>>>>

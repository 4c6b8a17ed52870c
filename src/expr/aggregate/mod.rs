pub mod aggregate;
mod sum;
mod count;
mod min;
mod max;
mod average;
mod first;
mod last;

pub use aggregate::*;
pub use sum::*;
pub use count::*;
pub use min::*;
pub use max::*;
pub use average::*;
pub use first::*;
pub use last::*;
impl Expr {
    pub fn foldable(&self) -> bool {
        match self {
            Expr::UnresolvedAttribute(_) | Expr::UnresolvedFunction(_) | Expr::UnresolvedAlias(_)
             | Expr::UnresolvedExtractValue(_) | Expr::UnresolvedWindowExpression(_) | Expr::Star(_) => false,
            // We should never fold named expressions in order to not remove the alias.
            Expr::AttributeReference(_) | Expr::Alias(_) | Expr::MultiAlias(_) => false,
            Expr::Literal(_) => true,
            Expr::AggregateExpression(_) | Expr::Generator(_)
             | Expr::WindowExpression(_) | Expr::WindowFunction(_) | Expr::SortOrder(_) => false,
            Expr::ScalarFunction(f) => f.foldable(),
            _ => self.children().iter().all(|c| c.foldable()),
        }
    }

    pub fn data_type(&self) -> &DataType {
        match self {
            Expr::UnresolvedAttribute(_) | Expr::UnresolvedFunction(_) | Expr::UnresolvedAlias(_)
             | Expr::UnresolvedExtractValue(_) | Expr::UnresolvedWindowExpression(_)
             | Expr::Star(_) | Expr::MultiAlias(_) =>
                panic!("UnresolvedExpr:{:?}", self),
            Expr::Literal(l) => &l.data_type,
            Expr::AttributeReference(a) => &a.data_type,
            Expr::Alias(e) => e.child.data_type(),
            Expr::SortOrder(s) => s.child.data_type(),
            Expr::WindowExpression(w) => w.window_function.data_type(),
            Expr::WindowFunction(_) => DataType::int_type(),
            Expr::AggregateExpression(a) => a.func.data_type(),
            Expr::Generator(g) => g.data_type(),
            Expr::GetStructField(g) => &g.field.data_type,
            Expr::GetArrayStructFields(g) => &g.data_type,
            Expr::CreateArray(c) => &c.data_type,
            Expr::CreateStruct(c) => &c.data_type,
            Expr::Cast(c) => &c.data_type,
            Expr::Not(_) | Expr::IsNull(_) | Expr::IsNotNull(_) => DataType::boolean_type(),
            Expr::BinaryOperator(BinaryOperator{left, op, right: _}) => match op {
                Operator::Plus | Operator::Minus | Operator::Multiply | Operator::Divide | Operator::Modulo =>
                    left.data_type(),
                Operator::Eq | Operator::NotEq | Operator::Lt | Operator::LtEq | Operator::Gt | Operator::GtEq =>
                    DataType::boolean_type(),
                Operator::And | Operator::Or =>
                    DataType::boolean_type(),
            },
            Expr::Like(_) => DataType::boolean_type(),
            Expr::RLike(_) => DataType::boolean_type(),
            Expr::In(_) => DataType::boolean_type(),
            Expr::ScalarFunction(f) => f.data_type(),
        }
    }

    pub fn nullable(&self) -> bool {
        match self {
            Expr::Literal(l) => l.value.is_null(),
            Expr::AttributeReference(a) => a.nullable,
            Expr::Alias(a) => a.child.nullable(),
            Expr::SortOrder(s) => s.child.nullable(),
            Expr::WindowExpression(w) => w.window_function.nullable(),
            Expr::WindowFunction(_) => false,
            Expr::AggregateExpression(a) => a.func.nullable(),
            Expr::IsNull(_) | Expr::IsNotNull(_) => false,
            Expr::ScalarFunction(f) => f.nullable(),
            _ => true,
        }
    }

    pub fn resolved(&self) -> bool {
        match self {
            Expr::UnresolvedAttribute(_) | Expr::UnresolvedFunction(_) | Expr::UnresolvedAlias(_)
             | Expr::UnresolvedExtractValue(_) | Expr::UnresolvedWindowExpression(_)
             | Expr::Star(_) | Expr::MultiAlias(_) =>
                false,
            _ => self.children_resolved() && self.check_input_data_types().is_ok()
        }
    }

    pub fn children_resolved(&self) -> bool {
        self.children().iter().all(|c| c.resolved())
    }

    /// True while any `Unresolved*` node remains in the subtree. Weaker than
    /// `!resolved()`: an expression whose names are all bound may still fail
    /// its type checks until coercion runs.
    pub fn contains_unresolved(&self) -> bool {
        self.exists(|e| Ok(matches!(e,
            Expr::UnresolvedAttribute(_)
            | Expr::UnresolvedFunction(_)
            | Expr::UnresolvedAlias(_)
            | Expr::UnresolvedExtractValue(_)
            | Expr::UnresolvedWindowExpression(_)
            | Expr::Star(_)
            | Expr::MultiAlias(_)))).unwrap()
    }

    pub fn check_input_data_types(&self) -> Result<()> {
        match self {
            Expr::UnresolvedAttribute(_)
             | Expr::UnresolvedFunction(_)
             | Expr::UnresolvedAlias(_)
             | Expr::UnresolvedExtractValue(_)
             | Expr::UnresolvedWindowExpression(_)
             | Expr::Star(_)
             | Expr::MultiAlias(_)
             | Expr::AttributeReference(_)
             | Expr::Literal(_)
             | Expr::Alias(_)
             | Expr::SortOrder(_)
             | Expr::WindowFunction(_)
             | Expr::CreateArray(_)
             | Expr::CreateStruct(_) =>
                Ok(()),
            Expr::WindowExpression(w) => w.window_function.check_input_data_types(),
            Expr::AggregateExpression(a) => a.func.check_input_data_types(),
            Expr::Generator(g) => g.check_input_data_types(),
            Expr::GetStructField(g) => {
                if !matches!(g.child.data_type(), DataType::Struct(_)) {
                    Err(format!("{:?} requires struct type, not {}", self, g.child.data_type()))
                } else {
                    Ok(())
                }
            },
            Expr::GetArrayStructFields(g) => {
                match g.child.data_type() {
                    DataType::Array(tp) if matches!(tp.as_ref(), DataType::Struct(_)) => Ok(()),
                    tp => Err(format!("{:?} requires array of struct type, not {}", self, tp)),
                }
            },
            Expr::Cast(Cast{child, data_type}) => {
                let from = child.data_type();
                if can_cast(from, data_type) {
                    Ok(())
                } else {
                    Err(format!("cannot cast {} to {}", from, data_type))
                }
            },
            Expr::Not(child) => {
                if child.data_type() != DataType::boolean_type() {
                    Err(format!("{:?} requires boolean type, not {}", self, child.data_type()))
                } else {
                    Ok(())
                }
            },
            Expr::IsNull(_) | Expr::IsNotNull(_) => Ok(()),
            Expr::BinaryOperator(BinaryOperator{left, op, right}) => {
                if left.data_type() != right.data_type() {
                    return Err(format!("differing types in {:?}", self));
                }
                match op {
                    Operator::Plus | Operator::Minus | Operator::Multiply | Operator::Divide | Operator::Modulo => {
                        if !left.data_type().is_numeric_type() {
                            Err(format!("{:?} requires numeric type, not {}", self, left.data_type()))
                        } else {
                            Ok(())
                        }
                    },
                    Operator::Eq | Operator::NotEq | Operator::Lt | Operator::LtEq | Operator::Gt | Operator::GtEq =>
                        if !left.data_type().is_numeric_type() && left.data_type() != DataType::string_type()
                            && left.data_type() != DataType::boolean_type() {
                            Err(format!("{:?} requires numeric/string type, not {}", self, left.data_type()))
                        } else {
                            Ok(())
                        },
                    Operator::And | Operator::Or =>
                        if left.data_type() != DataType::boolean_type() {
                            Err(format!("{:?} requires boolean type, not {}", self, left.data_type()))
                        } else {
                            Ok(())
                        },
                }
            },
            Expr::Like(Like{expr, pattern})
             | Expr::RLike(Like{expr, pattern}) => {
                if expr.data_type() != DataType::string_type() {
                    Err(format!("{:?} requires string type, not {}", self, expr.data_type()))
                } else if pattern.data_type() != DataType::string_type() {
                    Err(format!("{:?} requires string type, not {}", self, pattern.data_type()))
                } else {
                    Ok(())
                }
            },
            Expr::In(In{value, list}) => {
                if list.iter().any(|e| value.data_type() != e.data_type()) {
                    Err(format!("{:?} requires same type", self))
                } else {
                    Ok(())
                }
            },
            Expr::ScalarFunction(f) => {
                f.check_input_data_types()
            },
        }
    }

    pub fn children(&self) -> Vec<&Expr> {
        match self {
            Expr::UnresolvedAttribute(_)
            | Expr::AttributeReference(_)
            | Expr::Literal(_)
            | Expr::Star(_)
            | Expr::WindowFunction(_) => Vec::new(),
            Expr::Alias(Alias{child, ..})
            | Expr::MultiAlias(MultiAlias{child, ..})
            | Expr::UnresolvedAlias(UnresolvedAlias{child})
            | Expr::SortOrder(SortOrder{child, ..})
            | Expr::GetStructField(GetStructField{child, ..})
            | Expr::GetArrayStructFields(GetArrayStructFields{child, ..})
            | Expr::Cast(Cast{child, ..}) =>
                vec![child],
            Expr::Not(child)
            | Expr::IsNull(child) | Expr::IsNotNull(child) =>
                vec![child],
            Expr::UnresolvedExtractValue(UnresolvedExtractValue{child, extraction}) =>
                vec![child.as_ref(), extraction.as_ref()],
            Expr::UnresolvedWindowExpression(UnresolvedWindowExpression{child, ..}) =>
                vec![child],
            Expr::WindowExpression(w) => {
                let mut children: Vec<&Expr> = vec![w.window_function.as_ref()];
                children.extend(w.spec.partition_spec.iter());
                children.extend(w.spec.order_spec.iter());
                children
            },
            Expr::AggregateExpression(a) => a.func.args(),
            Expr::Generator(g) => g.args(),
            Expr::CreateArray(CreateArray{children, ..})
            | Expr::CreateStruct(CreateStruct{children, ..}) =>
                children.iter().collect(),
            Expr::BinaryOperator(BinaryOperator{left, right, ..}) =>
                vec![left, right],
            Expr::Like(Like{expr, pattern})
            | Expr::RLike(Like{expr, pattern}) =>
                vec![expr, pattern],
            Expr::In(In{value, list}) =>
                vec![value.as_ref()].into_iter().chain(list.iter()).collect(),
            Expr::ScalarFunction(f) => f.args(),
            Expr::UnresolvedFunction(UnresolvedFunction{arguments, ..}) =>
                arguments.iter().collect(),
        }
    }

    /// True when no nondeterministic operation appears in the subtree.
    pub fn deterministic(&self) -> bool {
        match self {
            Expr::ScalarFunction(f) =>
                f.deterministic() && self.children().iter().all(|c| c.deterministic()),
            _ => self.children().iter().all(|c| c.deterministic()),
        }
    }

    /// The name this expression exposes when used in an output list.
    pub fn name(&self) -> Option<&str> {
        match self {
            Expr::AttributeReference(a) => Some(&a.name),
            Expr::Alias(a) => Some(&a.name),
            _ => None,
        }
    }

    /// The attribute a named expression produces in its parent's output.
    pub fn to_attribute(&self) -> Option<AttributeReference> {
        match self {
            Expr::AttributeReference(a) => Some(a.clone()),
            Expr::Alias(a) => Some(a.to_attribute()),
            _ => None,
        }
    }

    /// Equivalence modulo alias `ExprId`s and cosmetic attribute differences.
    /// Attributes still compare by `ExprId`, never by name.
    pub fn semantic_equals(&self, other: &Expr) -> bool {
        self.clone().canonicalized() == other.clone().canonicalized()
    }

    fn canonicalized(self) -> Expr {
        self.transform_up(|e| match e {
            Expr::AttributeReference(a) => {
                Ok(Transformed::yes(Expr::AttributeReference(AttributeReference {
                    name: String::new(),
                    data_type: a.data_type,
                    nullable: true,
                    qualifier: None,
                    expr_id: a.expr_id,
                })))
            },
            Expr::Alias(Alias{child, name, ..}) =>
                Ok(Transformed::yes(Expr::Alias(Alias::new_with_expr_id(*child, name, ExprId::placeholder())))),
            e => Ok(Transformed::no(e)),
        }).unwrap().data
    }

    pub fn alias(self, name: impl Into<String>) -> Expr {
        Expr::Alias(Alias::new(self, name.into()))
    }

    pub fn cast(self, data_type: DataType) -> Expr {
        Expr::Cast(Cast::new(self, data_type))
    }

    pub fn not(self) -> Expr {
        Expr::Not(Box::new(self))
    }

    pub fn is_null(self) -> Expr {
        Expr::IsNull(Box::new(self))
    }

    pub fn is_not_null(self) -> Expr {
        Expr::IsNotNull(Box::new(self))
    }

    pub fn asc(self) -> Expr {
        Expr::SortOrder(SortOrder::new(self, SortDirection::Ascending))
    }

    pub fn desc(self) -> Expr {
        Expr::SortOrder(SortOrder::new(self, SortDirection::Descending))
    }

    pub fn lit(value: Value, data_type: DataType) -> Expr {
        Expr::Literal(Literal::new(value, data_type))
    }

    pub fn int_lit(v: i32) -> Expr {
        Expr::Literal(Literal::new(Value::Int(v), DataType::Int))
    }

    pub fn long_lit(v: i64) -> Expr {
        Expr::Literal(Literal::new(Value::Long(v), DataType::Long))
    }

    pub fn string_lit(s: impl Into<String>) -> Expr {
        Expr::Literal(Literal::new(Value::string(s), DataType::String))
    }

    pub fn boolean_lit(v: bool) -> Expr {
        Expr::Literal(Literal::new(Value::Boolean(v), DataType::Boolean))
    }

    /// An unresolved column reference; dots split the name into parts.
    pub fn unresolved_attribute(name: impl AsRef<str>) -> Expr {
        Expr::UnresolvedAttribute(UnresolvedAttribute::new(
            name.as_ref().split('.').map(|s| s.to_string()).collect()))
    }

    /// Return `self == other`
    pub fn eq(self, other: Expr) -> Expr {
        binary_expr(self, Operator::Eq, other)
    }

    /// Return `self > other`
    pub fn gt(self, other: Expr) -> Expr {
        binary_expr(self, Operator::Gt, other)
    }

    /// Return `self LIKE other`
    pub fn like(self, other: Expr) -> Expr {
        Expr::Like(Like::new(
            Box::new(self),
            Box::new(other),
        ))
    }
}
use crate::Result;
use crate::expr::Expr;
use crate::expr::scalar::{CreateScalarFunction, ScalarFunction};
use crate::types::{AbstractDataType, DataType};

#[derive(Debug, Clone)]
pub struct Length {
    pub child: Box<Expr>,
}

impl Length {
    pub fn new(child: Box<Expr>) -> Self {
        Self { child }
    }
}

impl CreateScalarFunction for Length {
    fn from_args(args: Vec<Expr>) -> Result<Box<dyn ScalarFunction>> {
        if args.len() != 1 {
            return Err(format!("requires 1 argument, found:{}", args.len()));
        }
        let mut iter = args.into_iter();
        let child = iter.next().unwrap();
        Ok(Box::new(Self::new(Box::new(child))))
    }
}

impl ScalarFunction for Length {
    fn name(&self) -> &str {
        "length"
    }

    fn data_type(&self) -> &DataType {
        DataType::int_type()
    }

    fn args(&self) -> Vec<&Expr> {
        vec![&self.child]
    }

    fn expects_input_types(&self) -> Option<Vec<AbstractDataType>> {
        Some(vec![AbstractDataType::Type(DataType::String)])
    }
}

#[derive(Debug, Clone)]
pub struct Substring {
    pub str: Box<Expr>,
    pub pos: Box<Expr>,
    pub len: Box<Expr>,
}

impl Substring {
    pub fn new(str: Box<Expr>, pos: Box<Expr>, len: Box<Expr>) -> Self {
        Self { str, pos, len }
    }
}

impl CreateScalarFunction for Substring {
    fn from_args(args: Vec<Expr>) -> Result<Box<dyn ScalarFunction>> {
        if args.len() != 2 && args.len() != 3 {
            return Err(format!("requires 2 or 3 arguments, found:{}", args.len()));
        }
        let mut iter = args.into_iter();
        let str = iter.next().unwrap();
        let pos = iter.next().unwrap();
        let len = iter.next().unwrap_or(Expr::int_lit(i32::MAX));
        Ok(Box::new(Self::new(Box::new(str), Box::new(pos), Box::new(len))))
    }
}

impl ScalarFunction for Substring {
    fn name(&self) -> &str {
        "substring"
    }

    fn data_type(&self) -> &DataType {
        DataType::string_type()
    }

    fn args(&self) -> Vec<&Expr> {
        vec![&self.str, &self.pos, &self.len]
    }

    fn expects_input_types(&self) -> Option<Vec<AbstractDataType>> {
        Some(vec![
            AbstractDataType::Type(DataType::String),
            AbstractDataType::Type(DataType::Int),
            AbstractDataType::Type(DataType::Int),
        ])
    }
}

#[derive(Debug, Clone)]
pub struct Concat {
    pub children: Vec<Expr>,
}

impl Concat {
    pub fn new(children: Vec<Expr>) -> Self {
        Self { children }
    }
}

impl CreateScalarFunction for Concat {
    fn from_args(args: Vec<Expr>) -> Result<Box<dyn ScalarFunction>> {
        Ok(Box::new(Self::new(args)))
    }
}

impl ScalarFunction for Concat {
    fn name(&self) -> &str {
        "concat"
    }

    fn data_type(&self) -> &DataType {
        DataType::string_type()
    }

    fn args(&self) -> Vec<&Expr> {
        self.children.iter().collect()
    }

    fn expects_input_types(&self) -> Option<Vec<AbstractDataType>> {
        Some(vec![AbstractDataType::Type(DataType::String); self.children.len()])
    }
}

#[derive(Debug, Clone)]
pub struct Upper {
    pub child: Box<Expr>,
}

impl Upper {
    pub fn new(child: Box<Expr>) -> Self {
        Self { child }
    }
}

impl CreateScalarFunction for Upper {
    fn from_args(args: Vec<Expr>) -> Result<Box<dyn ScalarFunction>> {
        if args.len() != 1 {
            return Err(format!("requires 1 argument, found:{}", args.len()));
        }
        let mut iter = args.into_iter();
        let child = iter.next().unwrap();
        Ok(Box::new(Self::new(Box::new(child))))
    }
}

impl ScalarFunction for Upper {
    fn name(&self) -> &str {
        "upper"
    }

    fn data_type(&self) -> &DataType {
        DataType::string_type()
    }

    fn args(&self) -> Vec<&Expr> {
        vec![&self.child]
    }

    fn expects_input_types(&self) -> Option<Vec<AbstractDataType>> {
        Some(vec![AbstractDataType::Type(DataType::String)])
    }
}

#[derive(Debug, Clone)]
pub struct Lower {
    pub child: Box<Expr>,
}

impl Lower {
    pub fn new(child: Box<Expr>) -> Self {
        Self { child }
    }
}

impl CreateScalarFunction for Lower {
    fn from_args(args: Vec<Expr>) -> Result<Box<dyn ScalarFunction>> {
        if args.len() != 1 {
            return Err(format!("requires 1 argument, found:{}", args.len()));
        }
        let mut iter = args.into_iter();
        let child = iter.next().unwrap();
        Ok(Box::new(Self::new(Box::new(child))))
    }
}

impl ScalarFunction for Lower {
    fn name(&self) -> &str {
        "lower"
    }

    fn data_type(&self) -> &DataType {
        DataType::string_type()
    }

    fn args(&self) -> Vec<&Expr> {
        vec![&self.child]
    }

    fn expects_input_types(&self) -> Option<Vec<AbstractDataType>> {
        Some(vec![AbstractDataType::Type(DataType::String)])
    }
}
use crate::Result;
use crate::expr::Expr;
use crate::expr::aggregate::{AggregateFunction, CreateAggregateFunction};
use crate::types::DataType;

#[derive(Clone, PartialEq, Debug)]
pub struct First {
    child: Box<Expr>,
    data_type: DataType,
}

impl First {
    pub fn new(child: Box<Expr>) -> Self {
        let data_type = if child.resolved() {
            child.data_type().clone()
        } else {
            DataType::Null
        };
        Self { child, data_type }
    }
}

impl CreateAggregateFunction for First {
    fn from_args(args: Vec<Expr>) -> Result<Box<dyn AggregateFunction>> {
        if args.len() != 1 {
            return Err(format!("requires 1 argument, found:{}", args.len()));
        }
        let mut iter = args.into_iter();
        let child = iter.next().unwrap();
        Ok(Box::new(Self::new(Box::new(child))))
    }
}

impl AggregateFunction for First {
    fn name(&self) -> &str {
        "first"
    }

    fn data_type(&self) -> &DataType {
        &self.data_type
    }

    fn args(&self) -> Vec<&Expr> {
        vec![&self.child]
    }

    fn supports_distinct(&self) -> bool {
        false
    }
}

<<<<

Exercise brief: Whenever the string "subtree" occurs in a line of the entries above, copy that line.

Result of this exercise:
    /// True while any `Unresolved*` node remains in the subtree. Weaker than
    /// True when no nondeterministic operation appears in the subtree.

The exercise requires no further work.